Turismo brasileiro na China registra crescimento impressionante de 178%
A China consolidou-se como um destino turístico de destaque para os brasileiros, registrando um crescimento extraordinário de 178% no fluxo de viajantes entre os anos de 2024 e 2025. Esta é uma das principais conclusões de um estudo abrangente realizado pela plataforma global Nomad, que analisou detalhadamente os hábitos de consumo e os padrões de viagem dos turistas do Brasil em território chinês.
Pesquisa revela imersão cultural e adaptação tecnológica
De acordo com a pesquisa, que examinou o comportamento financeiro dos clientes da Nomad ao longo dos últimos dezoito meses, aproximadamente 91% dos turistas brasileiros que visitam a China optam por não incluir outros países em seu itinerário, demonstrando um foco específico na experiência cultural chinesa. As cidades de Xangai e Pequim emergem como os destinos preferenciais, cada uma oferecendo atrativos distintos que cativam os visitantes.
Xangai é percebida como um polo vibrante de tecnologia e luxo, enquanto Pequim serve frequentemente como ponto de partida histórico para explorar as riquezas culturais do país. A combinação única entre tradições milenares e modernidade extrema transformou a China de um destino de nicho em uma rota de imersão profunda para os brasileiros.
Aplicativos eliminam barreiras linguísticas e facilitam experiência
Um dos aspectos mais notáveis revelados pelo estudo é o papel fundamental da tecnologia na superação das barreiras linguísticas. O aplicativo de transporte DiDi Chuxing, frequentemente comparado ao Uber, lidera tanto em volume quanto em frequência de uso entre os turistas brasileiros. Sua operação em mais de 400 cidades chinesas permite que os viajantes especifiquem destinos sem necessidade de comunicação verbal com os motoristas.
Bruno Guarnieri, CRO da plataforma Nomad, comenta: "A China é um destino que alinha tradição cultural à vanguarda da economia digital. Esse potencial turístico soube usar recursos tecnológicos para eliminar barreiras linguísticas, permitindo que o viajante aproveite ao máximo sua estadia no país."
Padrões de consumo diferenciados entre Pequim e Xangai
A análise detalhada dos gastos revela perfis de consumo distintos entre as duas principais cidades visitadas:
Pequim - O hub histórico e institucional:
- Volume principal de gastos: A plataforma 12306 CN Railway para trens-bala, utilizada para explorar a Grande Muralha da China e cidades vizinhas; hotelaria de grandes redes como Sunworld Dynasty Hotel; e a tradicional Apple Store.
- Recorrência diária: O super-app Meituan, maior aplicativo de delivery do mundo; redes de conveniência como 7-Eleven e Lawson; e a loja de brinquedos colecionáveis Popmart, que se tornou uma febre entre brasileiros.
Xangai - O polo de lifestyle e varejo de luxo:
- Volume principal de gastos: Lojas da Apple em Pudong e Nanjing Road; a marca de roupas Uniqlo; grifes do Shanghai Luxury Outlet; e o Shanghai Disney Resort.
- Recorrência diária: O aplicativo DiDi para transporte; a loja de conveniência FamilyMart; e as praças de alimentação da IKEA.
Facilidade tecnológica impulsiona hábitos alimentares
Curiosamente, as redes de fast-food McDonald's e Starbucks figuram entre as transações financeiras diárias mais frequentes dos viajantes brasileiros.
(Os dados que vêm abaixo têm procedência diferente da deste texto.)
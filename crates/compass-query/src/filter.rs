use bson::{Bson, Document, doc};
use serde::{Deserialize, Serialize};

/// A predicate over document fields.
///
/// Field names may be dotted paths into nested documents. `And(vec![])`
/// matches every document, `Or(vec![])` matches none.
#[derive(Debug, Clone, PartialEq, Serialize, Deserialize)]
#[serde(rename_all = "snake_case")]
pub enum Filter {
    And(Vec<Filter>),
    Or(Vec<Filter>),
    Eq(String, Bson),
    Ne(String, Bson),
    In(String, Vec<Bson>),
    Gt(String, Bson),
}

impl Default for Filter {
    fn default() -> Self {
        Filter::all()
    }
}

impl Filter {
    pub fn all() -> Self {
        Filter::And(Vec::new())
    }

    pub fn none() -> Self {
        Filter::Or(Vec::new())
    }

    pub fn eq(field: impl Into<String>, value: impl Into<Bson>) -> Self {
        Filter::Eq(field.into(), value.into())
    }

    pub fn ne(field: impl Into<String>, value: impl Into<Bson>) -> Self {
        Filter::Ne(field.into(), value.into())
    }

    pub fn one_of<V: Into<Bson>>(
        field: impl Into<String>,
        values: impl IntoIterator<Item = V>,
    ) -> Self {
        Filter::In(field.into(), values.into_iter().map(Into::into).collect())
    }

    pub fn gt(field: impl Into<String>, value: impl Into<Bson>) -> Self {
        Filter::Gt(field.into(), value.into())
    }

    /// True when the filter places no constraint at all.
    pub fn is_all(&self) -> bool {
        match self {
            Filter::And(children) => children.iter().all(Filter::is_all),
            _ => false,
        }
    }

    /// Combine with another filter under AND, flattening nested conjunctions.
    pub fn and(self, other: Filter) -> Filter {
        let mut children = match self {
            Filter::And(children) => children,
            f => vec![f],
        };
        match other {
            Filter::And(more) => children.extend(more),
            f => children.push(f),
        }
        Filter::And(children)
    }

    /// Render the filter in the native document dialect.
    pub fn to_document(&self) -> Document {
        match self {
            Filter::And(children) => {
                let parts: Vec<Document> = children.iter().map(Filter::to_document).collect();
                let mut merged = Document::new();
                let mut collides = false;
                for part in &parts {
                    for (key, value) in part {
                        collides |= merged.insert(key.clone(), value.clone()).is_some();
                    }
                }
                if collides {
                    let parts: Vec<Bson> = parts.into_iter().map(Bson::Document).collect();
                    return doc! { "$and": parts };
                }
                merged
            }
            // `$or` must be non-empty natively; an empty membership test never matches.
            Filter::Or(children) if children.is_empty() => {
                doc! { "_id": { "$in": [] } }
            }
            Filter::Or(children) => {
                let parts: Vec<Bson> = children
                    .iter()
                    .map(|c| Bson::Document(c.to_document()))
                    .collect();
                doc! { "$or": parts }
            }
            Filter::Eq(field, value) => operator_doc(field, "$eq", value.clone()),
            Filter::Ne(field, value) => operator_doc(field, "$ne", value.clone()),
            Filter::In(field, values) => operator_doc(field, "$in", Bson::Array(values.clone())),
            Filter::Gt(field, value) => operator_doc(field, "$gt", value.clone()),
        }
    }
}

fn operator_doc(field: &str, op: &str, value: Bson) -> Document {
    let mut inner = Document::new();
    inner.insert(op, value);
    let mut outer = Document::new();
    outer.insert(field, inner);
    outer
}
Segundo a análise da Nomad, esta preferência deve-se à facilidade tecnológica oferecida por esses estabelecimentos, onde os turistas podem fazer pedidos através de totens ou códigos QR de forma intuitiva, evitando assim as dificuldades com cardápios tradicionais em chinês.
Esta adaptação aos recursos digitais demonstra como a infraestrutura tecnológica da China tem sido fundamental para tornar a experiência turística mais acessível e agradável para visitantes internacionais, particularmente para os brasileiros que buscam uma imersão cultural autêntica sem as tradicionais barreiras de comunicação.